▶ **WHAT THE TASK ASKS**
Type out the records again, exactly as they are.

□ □ □ □

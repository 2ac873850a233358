use chrono::{DateTime, Utc};
use serde::{Deserialize, Serialize};

use super::id::EntityId;
use super::people::Owner;

#[derive(Debug, Clone, PartialEq, Eq, Serialize, Deserialize)]
pub struct Category {
    pub id: EntityId,
    pub name: String,
}

#[derive(Debug, Clone, PartialEq, Eq, Serialize, Deserialize)]
pub struct Region {
    pub id: EntityId,
    pub name: String,
}

#[derive(Debug, Clone, Copy, PartialEq, Eq, Serialize, Deserialize)]
#[serde(rename_all = "snake_case")]
pub enum EstateStatus {
    Available,
    Reserved,
    Rented,
    Sold,
    #[serde(other)]
    Unknown,
}

/// A listed property.
#[derive(Debug, Clone, PartialEq, Serialize, Deserialize)]
#[serde(rename_all = "camelCase")]
pub struct Estate {
    pub id: EntityId,
    pub title: String,
    #[serde(default)]
    pub description: Option<String>,
    #[serde(default)]
    pub price: Option<f64>,
    #[serde(default)]
    pub area: Option<f64>,
    #[serde(default)]
    pub rooms: Option<u32>,
    #[serde(default)]
    pub address: Option<String>,
    #[serde(default)]
    pub category: Option<Category>,
    #[serde(default)]
    pub region: Option<Region>,
    #[serde(default)]
    pub owner: Option<Owner>,
    #[serde(default)]
    pub images: Vec<String>,
    #[serde(default)]
    pub status: Option<EstateStatus>,
    #[serde(default)]
    pub created_at: Option<DateTime<Utc>>,
}

#[derive(Debug, Clone, Default, PartialEq, Serialize)]
#[serde(rename_all = "camelCase")]
pub struct EstateFilter {
    #[serde(skip_serializing_if = "Option::is_none")]
    pub search: Option<String>,
    #[serde(skip_serializing_if = "Option::is_none")]
    pub category_id: Option<EntityId>,
    #[serde(skip_serializing_if = "Option::is_none")]
    pub region_id: Option<EntityId>,
    #[serde(skip_serializing_if = "Option::is_none")]
    pub status: Option<EstateStatus>,
    #[serde(skip_serializing_if = "Option::is_none")]
    pub min_price: Option<f64>,
    #[serde(skip_serializing_if = "Option::is_none")]
    pub max_price: Option<f64>,
    #[serde(skip_serializing_if = "Option::is_none")]
    pub page: Option<u32>,
    #[serde(skip_serializing_if = "Option::is_none")]
    pub limit: Option<u32>,
}

#[derive(Debug, Clone, PartialEq, Serialize)]
#[serde(rename_all = "camelCase")]
pub struct EstateDraft {
    pub title: String,
    pub description: Option<String>,
    pub price: Option<f64>,
    pub area: Option<f64>,
    pub rooms: Option<u32>,
    pub address: Option<String>,
    pub category_id: Option<EntityId>,
    pub region_id: Option<EntityId>,
    pub owner_id: Option<EntityId>,
    pub images: Vec<String>,
}

#[derive(Debug, Clone, Default, PartialEq, Serialize)]
#[serde(rename_all = "camelCase")]
pub struct EstatePatch {
    #[serde(skip_serializing_if = "Option::is_none")]
    pub title: Option<String>,
    #[serde(skip_serializing_if = "Option::is_none")]
    pub description: Option<String>,
    #[serde(skip_serializing_if = "Option::is_none")]
    pub price: Option<f64>,
    #[serde(skip_serializing_if = "Option::is_none")]
    pub status: Option<EstateStatus>,
    #[serde(skip_serializing_if = "Option::is_none")]
    pub category_id: Option<EntityId>,
    #[serde(skip_serializing_if = "Option::is_none")]
    pub region_id: Option<EntityId>,
    #[serde(skip_serializing_if = "Option::is_none")]
    pub owner_id: Option<EntityId>,
    #[serde(skip_serializing_if = "Option::is_none")]
    pub images: Option<Vec<String>>,
}

#[derive(Debug, Clone, Copy, PartialEq, Eq, Serialize, Deserialize)]
#[serde(rename_all = "snake_case")]
pub enum RequestStatus {
    Pending,
    Accepted,
    Rejected,
}

impl RequestStatus {
    pub fn label(self) -> &'static str {
        match self {
            RequestStatus::Pending => "Pending",
            RequestStatus::Accepted => "Accepted",
            RequestStatus::Rejected => "Rejected",
        }
    }
}

/// Inbound interest in a listing, submitted by a prospective client.
#[derive(Debug, Clone, PartialEq, Serialize, Deserialize)]
#[serde(rename_all = "camelCase")]
pub struct EstateRequest {
    pub id: EntityId,
    #[serde(default)]
    pub estate: Option<Estate>,
    pub name: String,
    pub phone: String,
    #[serde(default)]
    pub message: Option<String>,
    pub status: RequestStatus,
    #[serde(default)]
    pub created_at: Option<DateTime<Utc>>,
}

#[derive(Debug, Clone, PartialEq, Eq, Serialize)]
#[serde(rename_all = "camelCase")]
pub struct EstateRequestDraft {
    pub estate_id: Option<EntityId>,
    pub name: String,
    pub phone: String,
    pub message: Option<String>,
}

#[derive(Debug, Clone, Default, PartialEq, Eq, Serialize)]
#[serde(rename_all = "camelCase")]
pub struct RequestFilter {
    #[serde(skip_serializing_if = "Option::is_none")]
    pub status: Option<RequestStatus>,
    #[serde(skip_serializing_if = "Option::is_none")]
    pub page: Option<u32>,
    #[serde(skip_serializing_if = "Option::is_none")]
    pub limit: Option<u32>,
}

□ □ □ □

▶ **OUTPUT OF THE EXERCISE**
repository 2ac873850a233358
use chrono::{DateTime, Utc};
use serde::{Deserialize, Serialize};

use super::id::EntityId;
use super::people::Owner;

#[derive(Debug, Clone, PartialEq, Eq, Serialize, Deserialize)]
pub struct Category {
    pub id: EntityId,
    pub name: String,
}

#[derive(Debug, Clone, PartialEq, Eq, Serialize, Deserialize)]
pub struct Region {
    pub id: EntityId,
    pub name: String,
}

#[derive(Debug, Clone, Copy, PartialEq, Eq, Serialize, Deserialize)]
#[serde(rename_all = "snake_case")]
pub enum EstateStatus {
    Available,
    Reserved,
    Rented,
    Sold,
    #[serde(other)]
    Unknown,
}

/// A listed property.
#[derive(Debug, Clone, PartialEq, Serialize, Deserialize)]
#[serde(rename_all = "camelCase")]
pub struct Estate {
    pub id: EntityId,
    pub title: String,
    #[serde(default)]
    pub description: Option<String>,
    #[serde(default)]
    pub price: Option<f64>,
    #[serde(default)]
    pub area: Option<f64>,
    #[serde(default)]
    pub rooms: Option<u32>,
    #[serde(default)]
    pub address: Option<String>,
    #[serde(default)]
    pub category: Option<Category>,
    #[serde(default)]
    pub region: Option<Region>,
    #[serde(default)]
    pub owner: Option<Owner>,
    #[serde(default)]
    pub images: Vec<String>,
    #[serde(default)]
    pub status: Option<EstateStatus>,
    #[serde(default)]
    pub created_at: Option<DateTime<Utc>>,
}

#[derive(Debug, Clone, Default, PartialEq, Serialize)]
#[serde(rename_all = "camelCase")]
pub struct EstateFilter {
    #[serde(skip_serializing_if = "Option::is_none")]
    pub search: Option<String>,
    #[serde(skip_serializing_if = "Option::is_none")]
    pub category_id: Option<EntityId>,
    #[serde(skip_serializing_if = "Option::is_none")]
    pub region_id: Option<EntityId>,
    #[serde(skip_serializing_if = "Option::is_none")]
    pub status: Option<EstateStatus>,
    #[serde(skip_serializing_if = "Option::is_none")]
    pub min_price: Option<f64>,
    #[serde(skip_serializing_if = "Option::is_none")]
    pub max_price: Option<f64>,
    #[serde(skip_serializing_if = "Option::is_none")]
    pub page: Option<u32>,
    #[serde(skip_serializing_if = "Option::is_none")]
    pub limit: Option<u32>,
}

#[derive(Debug, Clone, PartialEq, Serialize)]
#[serde(rename_all = "camelCase")]
pub struct EstateDraft {
    pub title: String,
    pub description: Option<String>,
    pub price: Option<f64>,
    pub area: Option<f64>,
    pub rooms: Option<u32>,
    pub address: Option<String>,
    pub category_id: Option<EntityId>,
    pub region_id: Option<EntityId>,
    pub owner_id: Option<EntityId>,
    pub images: Vec<String>,
}

#[derive(Debug, Clone, Default, PartialEq, Serialize)]
#[serde(rename_all = "camelCase")]
pub struct EstatePatch {
    #[serde(skip_serializing_if = "Option::is_none")]
    pub title: Option<String>,
    #[serde(skip_serializing_if = "Option::is_none")]
    pub description: Option<String>,
    #[serde(skip_serializing_if = "Option::is_none")]
    pub price: Option<f64>,
    #[serde(skip_serializing_if = "Option::is_none")]
    pub status: Option<EstateStatus>,
    #[serde(skip_serializing_if = "Option::is_none")]
    pub category_id: Option<EntityId>,
    #[serde(skip_serializing_if = "Option::is_none")]
    pub region_id: Option<EntityId>,
    #[serde(skip_serializing_if = "Option::is_none")]
    pub owner_id: Option<EntityId>,
    #[serde(skip_serializing_if = "Option::is_none")]
    pub images: Option<Vec<String>>,
}

#[derive(Debug, Clone, Copy, PartialEq, Eq, Serialize, Deserialize)]
#[serde(rename_all = "snake_case")]
pub enum RequestStatus {
    Pending,
    Accepted,
    Rejected,
}

impl RequestStatus {
    pub fn label(self) -> &'static str {
        match self {
            RequestStatus::Pending => "Pending",
            RequestStatus::Accepted => "Accepted",
            RequestStatus::Rejected => "Rejected",
        }
    }
}

/// Inbound interest in a listing, submitted by a prospective client.
#[derive(Debug, Clone, PartialEq, Serialize, Deserialize)]
#[serde(rename_all = "camelCase")]
pub struct EstateRequest {
    pub id: EntityId,
    #[serde(default)]
    pub estate: Option<Estate>,
    pub name: String,
    pub phone: String,
    #[serde(default)]
    pub message: Option<String>,
    pub status: RequestStatus,
    #[serde(default)]
    pub created_at: Option<DateTime<Utc>>,
}

#[derive(Debug, Clone, PartialEq, Eq, Serialize)]
#[serde(rename_all = "camelCase")]
pub struct EstateRequestDraft {
    pub estate_id: Option<EntityId>,
    pub name: String,
    pub phone: String,
    pub message: Option<String>,
}

#[derive(Debug, Clone, Default, PartialEq, Eq, Serialize)]
#[serde(rename_all = "camelCase")]
pub struct RequestFilter {
    #[serde(skip_serializing_if = "Option::is_none")]
    pub status: Option<RequestStatus>,
    #[serde(skip_serializing_if = "Option::is_none")]
    pub page: Option<u32>,
    #[serde(skip_serializing_if = "Option::is_none")]
    pub limit: Option<u32>,
}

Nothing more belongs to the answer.